*** Block opens ***

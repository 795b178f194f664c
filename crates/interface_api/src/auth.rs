//! Authentication and authorization

use chrono::{Duration, Utc};
use jsonwebtoken::{
    decode, encode, errors::ErrorKind, DecodingKey, EncodingKey, Header, Validation,
};
use serde::{Deserialize, Serialize};
use thiserror::Error;

/// JWT claims
#[derive(Debug, Clone, Serialize, Deserialize)]
pub struct Claims {
    /// Subject (user ID)
    pub sub: String,
    /// User's roles
    pub roles: Vec<String>,
    /// Expiration timestamp
    pub exp: i64,
    /// Issued at timestamp
    pub iat: i64,
}

/// Auth errors
#[derive(Debug, Error)]
pub enum AuthError {
    #[error("Invalid token")]
    InvalidToken,
    #[error("Token expired")]
    TokenExpired,
    #[error("Missing permission: {0}")]
    MissingPermission(String),
}

/// Creates a signed token for `user_id`
pub fn create_token(
    user_id: &str,
    roles: Vec<String>,
    secret: &str,
    expiration_secs: u64,
) -> Result<String, AuthError> {
    let now = Utc::now();
    let exp = now + Duration::seconds(expiration_secs as i64);

    let claims = Claims {
        sub: user_id.to_string(),
        roles,
        exp: exp.timestamp(),
        iat: now.timestamp(),
    };

    encode(
        &Header::default(),
        &claims,
        &EncodingKey::from_secret(secret.as_bytes()),
    )
    .map_err(|_| AuthError::InvalidToken)
}

/// Verifies signature and expiry
pub fn validate_token(token: &str, secret: &str) -> Result<Claims, AuthError> {
    let token_data = decode::<Claims>(
        token,
        &DecodingKey::from_secret(secret.as_bytes()),
        &Validation::default(),
    )
    .map_err(|e| match e.kind() {
        ErrorKind::ExpiredSignature => AuthError::TokenExpired,
        _ => AuthError::InvalidToken,
    })?;

    Ok(token_data.claims)
}

/// Checks if user has required role
pub fn has_role(claims: &Claims, required_role: &str) -> bool {
    claims.roles.iter().any(|r| r == required_role || r == "admin")
}

/// Fails with [`AuthError::MissingPermission`] unless `claims` carry `permission`
pub fn require(claims: &Claims, permission: &str) -> Result<(), AuthError> {
    if has_role(claims, permission) {
        Ok(())
    } else {
        Err(AuthError::MissingPermission(permission.to_string()))
    }
}

/// Permission definitions
pub mod permissions {
    pub const ADVANCE_READ: &str = "advance:read";
    pub const ADVANCE_WRITE: &str = "advance:write";
    pub const ADVANCE_REVERSE: &str = "advance:reverse";
}

#[cfg(test)]
mod tests {
    use super::*;

    const SECRET: &str = "test-secret";

    #[test]
    fn test_token_round_trip() {
        let token = create_token("cashier-1", vec![permissions::ADVANCE_READ.into()], SECRET, 60)
            .unwrap();
        let claims = validate_token(&token, SECRET).unwrap();
        assert_eq!(claims.sub, "cashier-1");
        assert!(require(&claims, permissions::ADVANCE_READ).is_ok());
        assert!(matches!(
            require(&claims, permissions::ADVANCE_WRITE),
            Err(AuthError::MissingPermission(_))
        ));
    }

    #[test]
    fn test_wrong_secret_is_invalid() {
        let token = create_token("cashier-1", vec![], SECRET, 60).unwrap();
        assert!(matches!(
            validate_token(&token, "other-secret"),
            Err(AuthError::InvalidToken)
        ));
    }

    #[test]
    fn test_admin_has_every_permission() {
        let claims = Claims {
            sub: "owner".into(),
            roles: vec!["admin".into()],
            exp: 0,
            iat: 0,
        };
        assert!(require(&claims, permissions::ADVANCE_REVERSE).is_ok());
    }

    #[test]
    fn test_expired_token() {
        let now = Utc::now().timestamp();
        let claims = Claims {
            sub: "cashier-1".into(),
            roles: vec![],
            exp: now - 3600,
            iat: now - 7200,
        };
        let token = encode(
            &Header::default(),
            &claims,
            &EncodingKey::from_secret(SECRET.as_bytes()),
        )
        .unwrap();
        assert!(matches!(validate_token(&token, SECRET), Err(AuthError::TokenExpired)));
    }
}
//! HTTP API Layer
//!
//! REST API for the BrickBook customer advance ledger using Axum.
//!
//! # Architecture
//!
//! - **Handlers**: Request handlers for the ledger and health checks
//! - **Middleware**: Bearer authentication, tracing, audit logging
//! - **DTOs**: Request/Response data transfer objects
//! - **Error Handling**: `{error, code, retryable}` error bodies
//!
//! # Example
//!
//! ```rust,ignore
//! use interface_api::{create_router, AppState};
//!
//! let state = AppState::new(store, directory, config)?;
//! axum::serve(listener, create_router(state)).await?;
//! ```

pub mod auth;
pub mod config;
pub mod dto;
pub mod error;
pub mod handlers;
pub mod middleware;

use axum::{
    middleware as axum_middleware,
    routing::{get, post},
    Router,
};
use std::sync::Arc;
use tower_http::cors::{Any, CorsLayer};
use tower_http::trace::TraceLayer;

use core_kernel::{CoreError, HealthCheckable};
use domain_ledger::{
    LedgerReader, LedgerReports, LedgerService, LedgerStore, ReferenceDirectory,
};

use crate::config::ApiConfig;
use crate::handlers::{advance, health};
use crate::middleware::{audit_middleware, auth_middleware};

/// Application state shared across handlers
#[derive(Clone)]
pub struct AppState {
    pub ledger: Arc<LedgerService>,
    pub reports: Arc<LedgerReports>,
    pub directory: Arc<dyn ReferenceDirectory>,
    pub health: Arc<dyn HealthCheckable>,
    pub config: ApiConfig,
}

impl AppState {
    /// Wires the service, reports and health check to one store
    pub fn new<S>(
        store: Arc<S>,
        directory: Arc<dyn ReferenceDirectory>,
        config: ApiConfig,
    ) -> Result<Self, CoreError>
    where
        S: LedgerStore + 'static,
    {
        let settings = config.ledger_settings()?;
        let timezone = config.business_timezone()?;

        let writer: Arc<dyn LedgerStore> = store.clone();
        let reader: Arc<dyn LedgerReader> = store.clone();
        let health: Arc<dyn HealthCheckable> = store;

        Ok(Self {
            ledger: Arc::new(LedgerService::new(writer, settings)),
            reports: Arc::new(LedgerReports::new(reader, timezone)),
            directory,
            health,
            config,
        })
    }
}

/// Creates the main API router
pub fn create_router(state: AppState) -> Router {
    // Public routes (no auth required)
    let public_routes = Router::new()
        .route("/health", get(health::health_check))
        .route("/health/ready", get(health::readiness_check));

    let advance_routes = Router::new()
        .route("/", get(advance::list_balances).post(advance::add_funds))
        .route("/transactions", get(advance::transaction_feed))
        .route("/summary", get(advance::summary))
        .route("/breakdown", get(advance::breakdown))
        .route("/reconcile", get(advance::reconcile_all))
        .route("/customers/:id", get(advance::customer_balance))
        .route("/customers/:id/history", get(advance::customer_history))
        .route("/customers/:id/summary", get(advance::customer_summary))
        .route("/customers/:id/reconcile", get(advance::reconcile_customer))
        .route("/sales/:sale_id/consume", post(advance::consume_for_sale))
        .route("/sales/:sale_id/extra-payment", post(advance::record_extra_payment))
        .route("/entries/:id/reverse", post(advance::reverse_entry));

    // Protected API routes
    let api_routes = Router::new()
        .nest("/advance", advance_routes)
        .layer(axum_middleware::from_fn(audit_middleware))
        .layer(axum_middleware::from_fn_with_state(state.clone(), auth_middleware));

    Router::new()
        .merge(public_routes)
        .nest("/api/v1", api_routes)
        .layer(TraceLayer::new_for_http())
        .layer(
            CorsLayer::new()
                .allow_origin(Any)
                .allow_methods(Any)
                .allow_headers(Any),
        )
        .with_state(state)
}
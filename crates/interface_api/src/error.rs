//! API error handling
//!
//! Every failure leaves the API as `{error, code, retryable}`.

use axum::{
    extract::rejection::JsonRejection,
    http::StatusCode,
    response::{IntoResponse, Response},
    Json,
};
use serde::{Deserialize, Serialize};
use thiserror::Error;
use tracing::{error, warn};

use core_kernel::TemporalError;
use domain_ledger::LedgerError;

use crate::auth::AuthError;

/// API error types
#[derive(Debug, Error)]
pub enum ApiError {
    #[error("Not found: {0}")]
    NotFound(String),

    #[error("Bad request: {0}")]
    BadRequest(String),

    #[error("Unauthorized: {0}")]
    Unauthorized(String),

    #[error("Forbidden: {0}")]
    Forbidden(String),

    #[error("Internal server error: {0}")]
    Internal(String),

    #[error(transparent)]
    Ledger(#[from] LedgerError),
}

/// Error response body
#[derive(Debug, Serialize, Deserialize)]
pub struct ErrorResponse {
    pub error: String,
    pub code: String,
    pub retryable: bool,
}

impl ApiError {
    pub fn bad_request(message: impl Into<String>) -> Self {
        ApiError::BadRequest(message.into())
    }

    pub fn status(&self) -> StatusCode {
        match self {
            ApiError::NotFound(_) => StatusCode::NOT_FOUND,
            ApiError::BadRequest(_) => StatusCode::BAD_REQUEST,
            ApiError::Unauthorized(_) => StatusCode::UNAUTHORIZED,
            ApiError::Forbidden(_) => StatusCode::FORBIDDEN,
            ApiError::Internal(_) => StatusCode::INTERNAL_SERVER_ERROR,
            ApiError::Ledger(err) => match err {
                LedgerError::InvalidAmount(_)
                | LedgerError::NotReversible(_)
                | LedgerError::UnknownKind(_) => StatusCode::BAD_REQUEST,
                LedgerError::NotFound(_) => StatusCode::NOT_FOUND,
                LedgerError::AlreadyReversed(_) => StatusCode::CONFLICT,
                LedgerError::InsufficientBalance { .. } => StatusCode::UNPROCESSABLE_ENTITY,
                LedgerError::Contention(_) => StatusCode::SERVICE_UNAVAILABLE,
                LedgerError::Storage(_) => StatusCode::INTERNAL_SERVER_ERROR,
            },
        }
    }

    pub fn code(&self) -> &'static str {
        match self {
            ApiError::NotFound(_) => "NOT_FOUND",
            ApiError::BadRequest(_) => "BAD_REQUEST",
            ApiError::Unauthorized(_) => "UNAUTHORIZED",
            ApiError::Forbidden(_) => "FORBIDDEN",
            ApiError::Internal(_) => "INTERNAL_ERROR",
            ApiError::Ledger(err) => err.code(),
        }
    }

    pub fn is_retryable(&self) -> bool {
        match self {
            ApiError::Ledger(err) => err.is_retryable(),
            _ => false,
        }
    }
}

impl IntoResponse for ApiError {
    fn into_response(self) -> Response {
        let status = self.status();
        if status.is_server_error() {
            if status == StatusCode::SERVICE_UNAVAILABLE {
                warn!(code = self.code(), error = %self, "Request failed, retry possible");
            } else {
                error!(code = self.code(), error = %self, "Request failed");
            }
        }

        let body = ErrorResponse {
            error: self.to_string(),
            code: self.code().to_string(),
            retryable: self.is_retryable(),
        };

        (status, Json(body)).into_response()
    }
}

impl From<AuthError> for ApiError {
    fn from(err: AuthError) -> Self {
        match err {
            AuthError::MissingPermission(permission) => ApiError::Forbidden(permission),
            other => ApiError::Unauthorized(other.to_string()),
        }
    }
}

impl From<TemporalError> for ApiError {
    fn from(err: TemporalError) -> Self {
        ApiError::BadRequest(err.to_string())
    }
}

impl From<JsonRejection> for ApiError {
    fn from(rejection: JsonRejection) -> Self {
        ApiError::BadRequest(rejection.body_text())
    }
}

impl From<validator::ValidationErrors> for ApiError {
    fn from(errors: validator::ValidationErrors) -> Self {
        ApiError::BadRequest(errors.to_string())
    }
}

*** Block closes ***

- _Task requirements_
Quote the records above exactly, from the first line through the line containing "Issued at timestamp", and nothing more.

- _Result_
repository 795b178f194f664c
filename crates/interface_api/src/auth.rs
//! Authentication and authorization

use chrono::{Duration, Utc};
use jsonwebtoken::{
    decode, encode, errors::ErrorKind, DecodingKey, EncodingKey, Header, Validation,
};
use serde::{Deserialize, Serialize};
use thiserror::Error;

/// JWT claims
#[derive(Debug, Clone, Serialize, Deserialize)]
pub struct Claims {
    /// Subject (user ID)
    pub sub: String,
    /// User's roles
    pub roles: Vec<String>,
    /// Expiration timestamp
    pub exp: i64,
    /// Issued at timestamp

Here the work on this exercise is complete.